What about the higher abandonment rate of pairs that contain an old female? Here again, energetics might be the key. Old females senesce — they experience much lower survival and slightly higher vulnerability to eviction than young females. So it stands to reason that old females are in poorer body condition and are more likely to abandon nests when attacked viciously by black flies. Reproductive decline among old females is widespread in animals, and the tendency of old female loons to abandon nests more readily seems consistent with that pattern.

But what about males? As I have emphasized in recent blog posts, males senesce even more dramatically than females do. How is it possible that old males can continue to incubate eggs when being bitten mercilessly by black flies when old females cannot? Terminal investment appears to be the answer. Terminal investment — efforts to increase breeding output as death approaches — occurs only among male loons, even though both sexes senesce. As the months have passed, we have learned that male loons not only become hyper-aggressive when they reach old age (15 years) in an apparent attempt to hold their territory for another year or two of breeding, they also seem to show a more subtle willingness to try harder to hatch eggs and rear young to fledging. The new finding showing that old males do not abandon nests as readily as old females when beset by black flies is thus part of a growing pattern.
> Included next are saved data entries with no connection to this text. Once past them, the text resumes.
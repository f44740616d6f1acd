use std::fs::OpenOptions;
use std::io::Write;
use std::path::{Path, PathBuf};
use std::sync::{Arc, Mutex};

use chrono::{SecondsFormat, Utc};
use serde_json::{Map, Value};

pub type EventPayload = Map<String, Value>;

/// Append-only writer for a studio session's `events.jsonl`.
///
/// Every line carries `type`, `session_id` and `ts`; the caller payload is
/// merged last and may override them. Clones share one file lock so batch
/// workers can log from several threads.
#[derive(Debug, Clone)]
pub struct EventWriter {
    inner: Arc<EventWriterInner>,
}

#[derive(Debug)]
struct EventWriterInner {
    path: Option<PathBuf>,
    session_id: String,
    lock: Mutex<()>,
}

impl EventWriter {
    pub fn new(path: impl Into<PathBuf>, session_id: impl Into<String>) -> Self {
        Self {
            inner: Arc::new(EventWriterInner {
                path: Some(path.into()),
                session_id: session_id.into(),
                lock: Mutex::new(()),
            }),
        }
    }

    /// Writer that builds events but never touches the filesystem.
    pub fn disabled(session_id: impl Into<String>) -> Self {
        Self {
            inner: Arc::new(EventWriterInner {
                path: None,
                session_id: session_id.into(),
                lock: Mutex::new(()),
            }),
        }
    }

    pub fn path(&self) -> Option<&Path> {
        self.inner.path.as_deref()
    }

    pub fn session_id(&self) -> &str {
        &self.inner.session_id
    }

    pub fn emit(&self, event_type: &str, payload: EventPayload) -> anyhow::Result<Value> {
        let mut event = Map::new();
        event.insert("type".to_string(), Value::String(event_type.to_string()));
        event.insert(
            "session_id".to_string(),
            Value::String(self.inner.session_id.clone()),
        );
        event.insert("ts".to_string(), Value::String(now_utc_iso()));
        for (key, value) in payload {
            event.insert(key, value);
        }

        let Some(path) = self.inner.path.as_ref() else {
            return Ok(Value::Object(event));
        };
        if let Some(parent) = path.parent() {
            std::fs::create_dir_all(parent)?;
        }

        let line = serde_json::to_string(&event)?;
        let _guard = self
            .inner
            .lock
            .lock()
            .map_err(|_| anyhow::anyhow!("event writer lock poisoned"))?;
        let mut file = OpenOptions::new().create(true).append(true).open(path)?;
        file.write_all(line.as_bytes())?;
        file.write_all(b"\n")?;

        Ok(Value::Object(event))
    }
}

fn now_utc_iso() -> String {
    Utc::now().to_rfc3339_opts(SecondsFormat::Micros, false)
}

#[cfg(test)]
mod tests {
    use std::fs;

    use chrono::DateTime;

    use super::*;

    #[test]
    fn emit_writes_compact_jsonl_line() -> anyhow::Result<()> {
        let temp = tempfile::tempdir()?;
        let path = temp.path().join("session").join("events.jsonl");
        let writer = EventWriter::new(&path, "session-7");

        let mut payload = EventPayload::new();
        payload.insert("aspect_ratio".to_string(), Value::String("16:9".to_string()));
        let emitted = writer.emit("image_normalized", payload)?;

        let content = fs::read_to_string(&path)?;
        let line = content.lines().next().unwrap_or("");
        let parsed: Value = serde_json::from_str(line)?;

        assert_eq!(parsed, emitted);
        assert_eq!(parsed["type"], Value::String("image_normalized".to_string()));
        assert_eq!(parsed["session_id"], Value::String("session-7".to_string()));
        assert_eq!(parsed["aspect_ratio"], Value::String("16:9".to_string()));

        let ts = parsed["ts"].as_str().unwrap_or("");
        DateTime::parse_from_rfc3339(ts)?;
        Ok(())
    }

    #[test]
    fn payload_overrides_default_keys() -> anyhow::Result<()> {
        let writer = EventWriter::disabled("session-7");
        let mut payload = EventPayload::new();
        payload.insert("session_id".to_string(), Value::String("other".to_string()));
        let emitted = writer.emit("generation_started", payload)?;
        assert_eq!(emitted["session_id"], Value::String("other".to_string()));
        assert_eq!(emitted["type"], Value::String("generation_started".to_string()));
        Ok(())
    }

    #[test]
    fn clones_append_to_the_same_file() -> anyhow::Result<()> {
        let temp = tempfile::tempdir()?;
        let path = temp.path().join("events.jsonl");
        let writer = EventWriter::new(&path, "session-7");
        let clone = writer.clone();

        std::thread::scope(|scope| {
            scope.spawn(|| writer.emit("one", EventPayload::new()).map(|_| ()));
            scope.spawn(|| clone.emit("two", EventPayload::new()).map(|_| ()));
        });

        let content = fs::read_to_string(&path)?;
        let mut kinds = content
            .lines()
            .map(|line| serde_json::from_str::<Value>(line).map(|value| value["type"].clone()))
            .collect::<Result<Vec<Value>, _>>()?;
        kinds.sort_by_key(|value| value.to_string());
        assert_eq!(kinds, vec![Value::from("one"), Value::from("two")]);
        Ok(())
    }

    #[test]
    fn disabled_writer_has_no_path() -> anyhow::Result<()> {
        let writer = EventWriter::disabled("quiet");
        assert!(writer.path().is_none());
        writer.emit("generation_finished", EventPayload::new())?;
        Ok(())
    }
}
//! Logging facility for the command-line tool
//!
//! Installs a minimal backend for the `log` crate that writes
//! "[LEVEL] message" lines to stderr. Library code only talks to the
//! facade, so an embedding application is free to bring its own backend
//! and skip [`init`] entirely.

use std::sync::Mutex;

use log::{LevelFilter, Log, Metadata, Record};

/// Global logger instance installed by [`init`]
static LOGGER: Logger = Logger {
    inner: Mutex::new(()),
};

/// Logger serializing writes so lines are not interleaved across threads
struct Logger {
    inner: Mutex<()>,
}

impl Log for Logger {
    /// Determines if a log message should be processed based on its level
    fn enabled(&self, metadata: &Metadata) -> bool {
        metadata.level() <= log::max_level()
    }

    /// Formats messages as "[LEVEL] message" on stderr
    fn log(&self, record: &Record) {
        if self.enabled(record.metadata()) {
            let _guard = self.inner.lock();
            eprintln!("[{}] {}", record.level(), record.args());
        }
    }

    /// Flush buffered logs (no-op, stderr is unbuffered)
    fn flush(&self) {}
}

/// Initializes logging for the binary.
///
/// The level defaults to Info in release builds and Debug in debug
/// builds, and can be overridden through the `FATIMG_LOG` environment
/// variable (error/warn/info/debug/trace/off). Calling this twice is
/// harmless; the second installation is ignored.
pub fn init() {
    let default = if cfg!(debug_assertions) {
        LevelFilter::Debug
    } else {
        LevelFilter::Info
    };
    let level = std::env::var("FATIMG_LOG")
        .ok()
        .and_then(|v| v.parse::<LevelFilter>().ok())
        .unwrap_or(default);

    if log::set_logger(&LOGGER).is_ok() {
        log::set_max_level(level);
    }
}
My tentative explanations for the impacts of lake size and sex on nest abandonment are not the end of the story, of course. Rather, they raise more vexing questions. Why on earth would a loon settle to breed on a small lake, when small lakes doom loons to poorer body condition, a higher rate of abandonment, and the likelihood of losing one or both chicks in the event they can hatch the eggs? And even if the higher rate abandonment of nests by old females fits a growing pattern, why do males and females differ so much in their life-history strategy? We do not know….and this is why I love my work!